If people stayed truly Christians, we wouldn't even have to talk about capital punishment and overcrowded prisons here. How do they say it... sacred place is never empty.. something like that? Society moved from believing in God to believing that humans are "kings of nature", and in my opinion, that why people disregard other people's life so easily. It's truly a "kings" behavior - I do whatever I want to.


Cassie November 23, 2011 6:51 pm (Pacific time)

As per the below poll referencing belief in God, and that the majority of voters in Texas, and many other states
voted for the death penalty, it is what it is. I wonder how many "Yanks" are sickened when "Canucks" slaughter baby white seals by beating their brains out? Of course those that get the death penalty got that because they made the choice to kill, so what did those baby seals do to the Canucks?

"More Than 9 in 10 Americans Continue to Believe in God. Despite the many changes that have rippled through American  society over the last 6 ½ decades, belief in God as measured in this direct way has remained high and relatively stable. Gallup initially used this question wording in November 1944, when 96% said "yes." That percentage dropped to 94% in 1947, but increased to 98% in several Gallup surveys conducted in the 1950s and 1960s. Gallup stopped using this question format in the 1960s, before including it again in Gallup's May 5-8 survey this year."
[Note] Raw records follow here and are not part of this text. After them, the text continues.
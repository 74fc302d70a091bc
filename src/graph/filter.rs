//! Parent presence filter

use std::fmt;
use std::str::FromStr;

use serde::{Deserialize, Serialize};

use crate::error::HierarchyError;
use crate::storage::NodeRecord;

/// Filter on whether a node has a parent
#[derive(Debug, Clone, Copy, Default, PartialEq, Eq, Serialize, Deserialize)]
#[serde(rename_all = "snake_case")]
pub enum PresenceFilter {
    #[default]
    Any,
    /// Nested nodes only
    Present,
    /// Roots only
    Absent,
}

impl PresenceFilter {
    pub fn matches(self, node: &NodeRecord) -> bool {
        match self {
            PresenceFilter::Any => true,
            PresenceFilter::Present => node.parent_id.is_some(),
            PresenceFilter::Absent => node.parent_id.is_none(),
        }
    }

    pub fn apply(self, nodes: Vec<NodeRecord>) -> Vec<NodeRecord> {
        nodes.into_iter().filter(|n| self.matches(n)).collect()
    }
}

/// Filter `nodes` by a named presence filter
pub fn filter_by_parent(nodes: Vec<NodeRecord>, filter: &str) -> Result<Vec<NodeRecord>, HierarchyError> {
    Ok(filter.parse::<PresenceFilter>()?.apply(nodes))
}

impl FromStr for PresenceFilter {
    type Err = HierarchyError;

    fn from_str(s: &str) -> Result<Self, Self::Err> {
        match s {
            "any" => Ok(PresenceFilter::Any),
            "present" | "nested" => Ok(PresenceFilter::Present),
            "absent" | "none" | "root" => Ok(PresenceFilter::Absent),
            other => Err(HierarchyError::UnsupportedPresenceFilter(other.to_string())),
        }
    }
}

impl fmt::Display for PresenceFilter {
    fn fmt(&self, f: &mut fmt::Formatter<'_>) -> fmt::Result {
        let name = match self {
            PresenceFilter::Any => "any",
            PresenceFilter::Present => "present",
            PresenceFilter::Absent => "absent",
        };
        f.write_str(name)
    }
}

#[cfg(test)]
mod tests {
    use super::*;
    use crate::path::TraversalIds;

    #[test]
    fn test_parse_aliases() {
        assert_eq!("any".parse::<PresenceFilter>().unwrap(), PresenceFilter::Any);
        assert_eq!("nested".parse::<PresenceFilter>().unwrap(), PresenceFilter::Present);
        assert_eq!("root".parse::<PresenceFilter>().unwrap(), PresenceFilter::Absent);
    }

    #[test]
    fn test_unsupported_filter() {
        let err = "sometimes".parse::<PresenceFilter>().unwrap_err();
        assert!(matches!(err, HierarchyError::UnsupportedPresenceFilter(ref s) if s == "sometimes"));
    }

    #[test]
    fn test_apply() {
        let root = NodeRecord {
            id: 1,
            parent_id: None,
            traversal_ids: TraversalIds::new(vec![1]),
            name: None,
        };
        let child = NodeRecord {
            id: 2,
            parent_id: Some(1),
            traversal_ids: TraversalIds::new(vec![1, 2]),
            name: None,
        };
        let all = vec![root, child];

        assert_eq!(PresenceFilter::Absent.apply(all.clone()).len(), 1);
        assert_eq!(PresenceFilter::Present.apply(all.clone())[0].id, 2);
        assert_eq!(PresenceFilter::Any.apply(all.clone()).len(), 2);

        assert_eq!(filter_by_parent(all.clone(), "none").unwrap()[0].id, 1);
        assert!(filter_by_parent(all, "maybe").is_err());
    }
}
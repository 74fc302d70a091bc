//! Error types for the hierarchy engine

use thiserror::Error;

use crate::path::NodeId;

pub type Result<T> = std::result::Result<T, HierarchyError>;

#[derive(Error, Debug)]
pub enum HierarchyError {
    #[error("Node not found: {0}")]
    NodeNotFound(NodeId),

    #[error("Parent not found: {0}")]
    ParentNotFound(NodeId),

    #[error("Node already exists: {0}")]
    DuplicateNode(NodeId),

    #[error("Invalid node id: {0}")]
    InvalidId(NodeId),

    #[error("Cycle: cannot move {node} under {new_parent}")]
    Cycle { node: NodeId, new_parent: NodeId },

    #[error("Parent links of {0} loop back on themselves")]
    ParentLoop(NodeId),

    #[error("Id {0} does not fit a bigint column")]
    IdOutOfRange(NodeId),

    #[error("Node {0} still has descendants")]
    HasDescendants(NodeId),

    #[error("Empty input")]
    EmptyInput,

    #[error("Unsupported presence filter: {0}")]
    UnsupportedPresenceFilter(String),

    #[error("Engine worker stopped")]
    WorkerStopped,

    #[error("Store error: {0}")]
    Store(String),

    #[error("IO error: {0}")]
    Io(#[from] std::io::Error),

    #[error("Serialization error: {0}")]
    Serialization(#[from] bincode::Error),

    #[error("JSON error: {0}")]
    Json(#[from] serde_json::Error),

    #[error("Invalid format: {0}")]
    InvalidFormat(String),
}

impl From<sled::Error> for HierarchyError {
    fn from(e: sled::Error) -> Self {
        HierarchyError::Store(e.to_string())
    }
}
http://www.gallup.com/poll/147887/americans-continue-believe-god.aspx

We in the West to do unspeakable things to animals. Baby seals, just because they are cute get lots of media exposure. Particularly when celebrities like Bridget Bardot and Paul McCartney turn up to protest. Do you like veal? Check out how those calves are treated before they are slaughtered. Ditto,  chickens. I don't condone the seal hunt, but there are far worse examples to be found in the ag business, mostly in the U.S. because the ag business is so large there compared to Canada and most other countries.

As for the belief in God I say this: When we are children we have concepts drummed into our minds years before we are able to critically examine them. Four of them are: God, the Tooth Fairy, the Easter Bunny and Santa Claus. I don't know when the Tooth Fairy or Easter Bunny typically fall away, but Santa Claus is often believed in well into elementary school. "God" is the only one of the myths that hangs on into adulthood and is often (at least in the U.S.) never let go.I'd wager that when you were a child you believed in three or four those myths. Do you still believe in Santa Claus? I'd guess you don't. Why not?

Believing in something doesn't make it so. 


Daniel Johnson November 23, 2011 4:48 pm (Pacific time)

Addendum: Someone pointed out to me that the Texas state constitution prohibits anybody who doesn’t believe in God from holding elective office.